Three days later he presented again a fever of 104°F and recurrent abdominal pain. Urinalysis and cultures were again negative. This time, abdominal sonography was obtained, showing a solitary left kidney with hydroureteronephrosis and a cystic area posterior to the bladder. The Boston Children’s Hospital Department of Urology was called into consult, after which an MRI confirmed right renal agenensis, left hydroureteronephrosis and a presumed right seminal vesicle cyst. Debris within the cyst was thought most likely due to hemorrhage in the lumen. Multiple wedge-shaped cortical perfusion defects of the solitary left kidney were observed, most consistent with pyelonephritis.
A voiding cystourethrogram (VCUG) showed grade IV vesicoureteral reflux (VUR) without obstruction and a possible small left peri-ureteral diverticulum. No contrast filling or communication with the right seminal vesicle cyst was observed. Despite negative repeat urinalysis and urine and blood cultures, based on the MRI findings the decision was made to treat presumptively for pyelonephritis (IV ceftriaxone followed by a 10 day course of oral cefixime, followed by prophylactic trimethoprim/sulfamethoxazole).
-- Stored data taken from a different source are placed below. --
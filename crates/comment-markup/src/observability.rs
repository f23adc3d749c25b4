//! Logging setup: a stderr formatter plus an optional JSONL log file.

use std::fs::{self, OpenOptions};
use std::path::{Path, PathBuf};

use anyhow::Context;
use tracing_appender::non_blocking::WorkerGuard;
use tracing_subscriber::layer::SubscriberExt;
use tracing_subscriber::util::SubscriberInitExt;
use tracing_subscriber::EnvFilter;

const ENV_LOG_PATH: &str = "COMMENT_MARKUP_LOG_PATH";
const ENV_LOG_DIR: &str = "COMMENT_MARKUP_LOG_DIR";
const LOG_FILE_NAME: &str = "comment-markup.jsonl";

/// Where (if anywhere) to write the JSONL log file.
#[derive(Debug, Clone, Default, PartialEq, Eq)]
pub struct ObservabilityConfig {
    /// Full path of the log file; `None` disables file logging.
    pub log_file: Option<PathBuf>,
}

impl ObservabilityConfig {
    /// Resolve the log file from the environment, falling back to the
    /// configured `log_dir`.
    ///
    /// `COMMENT_MARKUP_LOG_PATH` wins over `COMMENT_MARKUP_LOG_DIR`, which
    /// wins over the config value.
    pub fn from_env_with_overrides(config_log_dir: Option<PathBuf>) -> Self {
        Self::resolve(
            std::env::var_os(ENV_LOG_PATH).map(PathBuf::from),
            std::env::var_os(ENV_LOG_DIR).map(PathBuf::from),
            config_log_dir,
        )
    }

    fn resolve(
        log_path: Option<PathBuf>,
        env_dir: Option<PathBuf>,
        config_dir: Option<PathBuf>,
    ) -> Self {
        let log_file = log_path
            .filter(|p| !p.as_os_str().is_empty())
            .or_else(|| {
                env_dir
                    .filter(|d| !d.as_os_str().is_empty())
                    .or(config_dir)
                    .map(|dir| dir.join(LOG_FILE_NAME))
            });
        Self { log_file }
    }
}

/// Build the filter: `RUST_LOG` if set, otherwise the CLI flags, otherwise
/// the configured level.
pub fn env_filter(quiet: bool, verbose: u8, config_level: &str) -> EnvFilter {
    if let Ok(filter) = EnvFilter::try_from_default_env() {
        return filter;
    }
    EnvFilter::new(level_directive(quiet, verbose, config_level))
}

fn level_directive(quiet: bool, verbose: u8, config_level: &str) -> &str {
    if quiet {
        return "error";
    }
    match verbose {
        0 => config_level,
        1 => "debug",
        _ => "trace",
    }
}

/// Install the global subscriber. Keep the returned guard alive until exit
/// so buffered file output is flushed.
pub fn init_observability(
    config: &ObservabilityConfig,
    filter: EnvFilter,
) -> anyhow::Result<Option<WorkerGuard>> {
    let stderr_layer = tracing_subscriber::fmt::layer()
        .with_writer(std::io::stderr)
        .with_target(false);

    let (file_layer, guard) = match config.log_file {
        Some(ref path) => {
            let file = open_log_file(path)?;
            let (writer, guard) = tracing_appender::non_blocking(file);
            let layer = tracing_subscriber::fmt::layer()
                .json()
                .with_writer(writer)
                .with_span_events(tracing_subscriber::fmt::format::FmtSpan::CLOSE);
            (Some(layer), Some(guard))
        }
        None => (None, None),
    };

    tracing_subscriber::registry()
        .with(filter)
        .with(stderr_layer)
        .with(file_layer)
        .try_init()
        .context("a global tracing subscriber is already installed")?;

    Ok(guard)
}

fn open_log_file(path: &Path) -> anyhow::Result<fs::File> {
    if let Some(dir) = path.parent().filter(|d| !d.as_os_str().is_empty()) {
        fs::create_dir_all(dir)
            .with_context(|| format!("failed to create log directory {}", dir.display()))?;
    }
    let mut opts = OpenOptions::new();
    opts.create(true).append(true);
    #[cfg(unix)]
    {
        use std::os::unix::fs::OpenOptionsExt;
        opts.mode(0o600);
    }
    opts.open(path)
        .with_context(|| format!("failed to open log file {}", path.display()))
}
Three months after his initial presentation the patient underwent a cystoscopy—which showed a normal urethra and bladder neck without evidence of communication to any seminal vesicle cyst—and left ureteral reimplantation. As the seminal vesical cyst was not thought to be a likely source of his intermittent fevers, given the renal findings on MRI, it was not excised. Post-operative VCUG 4 months later showed resolution of his VUR and a normal bladder and urethra. Over the 18 months since surgery, he has done well without recurrent fevers or UTI.
This case shows an atypical, delayed presentation of substantial genito-urinary anomalies in the setting of presumed UTI. Although we might assume that such anomalies would be picked up on antenatal sonographic screening, this patient reportedly had “normal” ultrasounds at 20 weeks gestation. Such occurrences are common and in pediatric urology we routinely see such “missed” anomalies. Thus, tales of supposedly normal prenatal imaging should always be taken with the proverbial grain of salt, particularly in children with clinical genitourinary illness such as UTI.
This boy’s presentation was made particularly challenging by the repeated normal urinalyses, which sensibly diverted suspicion from the urinary tract. In hindsight, however, persistent abdominal pain in the setting of recurrent fevers would have justified earlier abdominal sonography, which would have identified the genitourinary abnormalities earlier in the clinical course.